Numerous studies have shown that inquiry-based learning leads to significant learning gains in performance, attitudes, and inquiry-related skills (Gehring and Eastman 2007; Goldey et al. 2012; Howard & Miskowski 2005; Rissing and Cogan 2009; Russell and Weaver 2010; Webb et al. 2014). Although most of the studies focused on courses for science majors, nonmajors in inquiry-based introductory biology courses also showed greater improvements in science literacy and research skills (Gormally et al. 2009) and greater positive changes in attitudes toward science than those in a traditional course (Kiernan and Lotter 2019). In a study of the effects of inquiry-based ecology laboratory courses at a historically Black college and a private research university, students in both institutions had significant learning gains in confidence and scientific reasoning skills, with no institution effect, indicating positive impact of inquiry-based learning on the learning of both student populations (Beck and Blumer 2012). A longitudinal study also showed long-term improvements in learning through learner-centered and inquiry-based courses taken by biology majors early in a curriculum (Derting and Ebert-May 2010). A review of published studies on inquiry-based teaching in undergraduate biology laboratory courses showed that the majority of them used guided rather than open inquiries (Beck et al. 2017). Open inquiries, however, are likely more effective for developing understanding of scientific practices and science as a social process. Most open inquiries are implemented in laboratory classes (Beck et al. 2017; Sundberg et al. 2005) with few in lecture-based introductory courses that typically serve a large number of nonmajor students for whom such a course may be their only exposure to science in their college career.

Inquiry-based learning and undergraduate research experiences exist along a continuum (Beck et al. 2017; D’Avanzo 1996; Weaver et al. 2008), where intellectual autonomy and responsibility of the students increase from confirmation labs to apprenticeship in a research lab (Weaver et al. 2008). A defining feature of undergraduate research experiences that separates it from inquiry-based learning is discovery of new knowledge (Auchincloss et al. 2014; Weaver et al. 2008). Undergraduate research has been well-documented as a high-impact learning experience that contributes positively to students’ understanding of the scientific process (Kuh et al. 2010; Lopatto 2009; O'Donnell et al. 2015). In their 2003–2005 web-based survey study of students who participated in undergraduate research, Russell et al. (2007) reported that 88% of their respondents claimed that their understanding of how to conduct research increased a fair amount or a great deal. A 3-year study of the benefits to students of participating in undergraduate research by Seymour et al. (2004) showed multiple gains, including “thinking and working like a scientist” (p. 511). Using the SURE (Survey of Undergraduate Research Experiences) to examine the benefits of undergraduate research, Lopatto (2004, 2007, 2009) surveyed undergraduate students from multiple institutions. Results from his cross-institutional, multiyear study show student gains not only in understanding the research process but also in planning for postgraduate education, and in personal development, e.g., working independently.

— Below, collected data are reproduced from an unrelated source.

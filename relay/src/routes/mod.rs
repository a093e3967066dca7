//! Router assembly.
//!
//! SYSTEM CONTEXT
//! ==============
//! One Axum router carries the REST room endpoints, the websocket upgrade,
//! and a health probe. CORS is open so browser clients on any origin can
//! reach it; every request is traced.

pub mod rooms;
pub mod ws;

use axum::Router;
use axum::http::StatusCode;
use axum::routing::{get, post};
use tower_http::cors::{Any, CorsLayer};
use tower_http::trace::TraceLayer;

use crate::state::AppState;

/// Build the relay router over `state`.
pub fn app(state: AppState) -> Router {
    let cors = CorsLayer::new()
        .allow_origin(Any)
        .allow_methods(Any)
        .allow_headers(Any);

    Router::new()
        .route("/healthz", get(healthz))
        .route("/api/rooms", post(rooms::create_room))
        .route("/api/rooms/{id}/exists", get(rooms::room_exists))
        .route("/api/ws", get(ws::handle_ws))
        .layer(TraceLayer::new_for_http())
        .layer(cors)
        .with_state(state)
}

async fn healthz() -> StatusCode {
    StatusCode::OK
}
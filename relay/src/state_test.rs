use super::test_helpers::{seat_user, seed_room, stroke, test_app_state};
use super::*;

#[test]
fn room_state_new_is_empty() {
    let room = RoomState::new("abc123", 100);
    assert!(room.users.is_empty());
    assert!(room.drawings().is_empty());
    assert_eq!(room.created_at, 100);
    assert_eq!(room.last_active, 100);
}

#[test]
fn push_drawing_keeps_arrival_order_and_index() {
    let mut room = RoomState::new("r", 0);
    room.push_drawing(stroke("b", "r", "u", 1, 10));
    room.push_drawing(stroke("a", "r", "u", 2, 5));
    let ids: Vec<&str> = room.drawings().iter().map(|d| d.id.as_str()).collect();
    assert_eq!(ids, ["b", "a"]);
    assert_eq!(room.drawing("a").map(|d| d.points.len()), Some(2));
}

#[test]
fn push_drawing_with_known_id_replaces_in_place() {
    let mut room = RoomState::new("r", 0);
    room.push_drawing(stroke("a", "r", "u", 1, 10));
    room.push_drawing(stroke("b", "r", "u", 1, 10));
    room.push_drawing(stroke("a", "r", "u", 4, 11));
    assert_eq!(room.drawings().len(), 2);
    assert_eq!(room.drawings()[0].points.len(), 4);
}

#[test]
fn purge_expired_drops_old_strokes_and_reindexes() {
    let mut room = RoomState::new("r", 0);
    room.push_drawing(stroke("old", "r", "u", 1, 1_000));
    room.push_drawing(stroke("fresh", "r", "u", 1, 9_000));
    let removed = room.purge_expired(10_000, 5_000);
    assert_eq!(removed, 1);
    assert!(room.drawing("old").is_none());
    assert_eq!(room.drawing("fresh").map(|d| d.timestamp), Some(9_000));
    assert!(room.drawing_mut("fresh").is_some());
}

#[test]
fn clear_drawings_empties_log() {
    let mut room = RoomState::new("r", 0);
    room.push_drawing(stroke("a", "r", "u", 1, 1));
    room.clear_drawings();
    assert!(room.drawings().is_empty());
    assert!(room.drawing("a").is_none());
}

#[tokio::test]
async fn user_records_are_sorted_by_id() {
    let state = test_app_state();
    seed_room(&state, "r").await;
    let (_m1, _rx1) = seat_user(&state, "r", "zed").await;
    let (_m2, _rx2) = seat_user(&state, "r", "amy").await;

    let rooms = state.rooms.read().await;
    let ids: Vec<String> = rooms["r"].user_records().into_iter().map(|u| u.id).collect();
    assert_eq!(ids, ["amy", "zed"]);
}

#[tokio::test]
async fn holds_checks_client_id() {
    let state = test_app_state();
    seed_room(&state, "r").await;
    let (member, _rx) = seat_user(&state, "r", "amy").await;

    let rooms = state.rooms.read().await;
    assert!(rooms["r"].holds(&member));
    let imposter = Membership { client_id: Uuid::new_v4(), ..member };
    assert!(!rooms["r"].holds(&imposter));
}

#[tokio::test]
async fn broadcast_skips_excluded_user() {
    let state = test_app_state();
    seed_room(&state, "r").await;
    let (_a, mut rx_a) = seat_user(&state, "r", "a").await;
    let (_b, mut rx_b) = seat_user(&state, "r", "b").await;

    {
        let rooms = state.rooms.read().await;
        rooms["r"].broadcast(&ServerMessage::CanvasClear, Some("a"));
    }

    assert_eq!(rx_b.try_recv().ok(), Some(ServerMessage::CanvasClear));
    assert!(rx_a.try_recv().is_err());
}

#[tokio::test]
async fn broadcast_tolerates_full_queue() {
    let state = test_app_state();
    seed_room(&state, "r").await;
    let (tx, mut rx) = mpsc::channel(1);
    {
        let mut rooms = state.rooms.write().await;
        let room = rooms.get_mut("r").expect("room");
        room.users.insert(
            "slow".to_owned(),
            ConnectedUser { record: UserRecord::new("slow", "#000"), client_id: Uuid::new_v4(), tx },
        );
        room.broadcast(&ServerMessage::CanvasClear, None);
        room.broadcast(&ServerMessage::CanvasClear, None);
    }
    assert!(rx.try_recv().is_ok());
    assert!(rx.try_recv().is_err());
}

Participation in undergraduate research also correlates to retention and persistence for all students, including underrepresented minority students (Bauer and Bennett 2003; Campbell and Skoog 2008; Finley and McNair 2013; Nagda et al. 1998). Using longitudinal data from a large research university, Jones et al. (2010), in particular, highlighted the importance of underrepresented minority student participation in undergraduate research. Their study showed that students who participated in research during their undergraduate career were more likely to complete a baccalaureate degree, persist in biology, and perform well in biology, which could impact interest in admission to graduate school. Chang et al. (2014) conducted a longitudinal study analyzing data from the Cooperative Institutional Research Program’s 2004 Freshman Survey and 2008 College Senior Survey, which included a sample of 3670 students at 217 institutions. Key findings from their study revealed that by increasing student involvement in key academic experiences, including undergraduate research, higher education institutions can play a significant role in reducing racial disparities in STEM, which appear to be largely a result of unequal preparation and access to academic opportunities.

Much of the literature related to undergraduate research focuses on UREs (undergraduate research experiences), which is an apprenticeship or internship model that typically involves a few selected students who invest time outside of class working with a faculty mentor on a research project. The challenge of this model is that it is difficult to scale up and make it available to all STEM students during their first 2 years of college studies (Desai et al. 2008; Harrison et al. 2011; Sadler et al. 2010; Wei & Woodin 2011). Researchers have also noted that the focus of most studies of undergraduate research is on upper-level students who are a self-selected population already interested in research.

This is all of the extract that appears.